Centre for Computing in the Humanities, King's College London

[1] From: Michael Kessler <mkessler@ceres.sfsu.edu> (81)
Subject: Re: infrastructure?

[2] From: Dan Price <dprice@union1.tui.edu> (25)
Subject: Clarification

[3] From: Willard McCarty <Willard.McCarty@kcl.ac.uk> (14)
Subject: clarifications

Date: Tue, 23 Sep 1997 15:42:25 -0800
From: Michael Kessler <mkessler@ceres.sfsu.edu>
Subject: Re: infrastructure?

On 23 Sep 97 at 21:30, Humanist Discussion Group wrote:

> --[2]------------------------------------------------------------------
> Date: Tue, 23 Sep 1997 08:48:36 +0100
> From: Willard McCarty <Willard.McCarty@kcl.ac.uk>
> Subject: distribution of infrastructure?
> This is a question for those within universities where specialised centres
> or units offering support for humanities computing exist alongside other
> units that share some of the same interests, e.g. computing centres of the
> older type.
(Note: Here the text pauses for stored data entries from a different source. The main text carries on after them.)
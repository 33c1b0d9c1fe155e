// Copyright (c) 2025 Steve Wagner (ciroque@live.com)
// SPDX-License-Identifier: MIT

pub mod grayscale;
pub mod kernels;
pub mod opencv_sample;
pub mod passthrough;

pub use grayscale::GrayscaleProcessor;
pub use opencv_sample::OpenCvSampleProcessor;
pub use passthrough::PassthroughProcessor;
Where this happens, are there instances in which the former and
> the latter have been able to establish a cooperative arrangement that works
> well for all concerned, especially the students and academic staff? For
> those cases in which the relationship does not work well, what are the
> strategies for achieving a successful infrastructure?
> One might guess that the state toward which we are progressing is one in
> which a centralised service (a.k.a. the computing centre) handles the
> networking and e-mail services and discipline- or area-specific academic
> centres, as for humanities computing, take care of everything else. In other
> words, the former largely disappears from sight, like the water-works, while
> the latter handles direct, high-profile involvement with its non-technical
> relations on a collegial basis.
> Anyone who would like to offer examples and comments but who would prefer to
> remain anonymous please indicate this clearly in the submission. (Remember,
> no submission is published without your editor's intervention.) I think it
> would be very useful indeed to many of us to know which way the winds are
> blowing and, if necessary, to have battle with these winds. They are a
> strong and elusive but not unconquerable opponent.

As the LAN manager in the College of Humanities at San Francisco State
University, I might be able to provide some useful information.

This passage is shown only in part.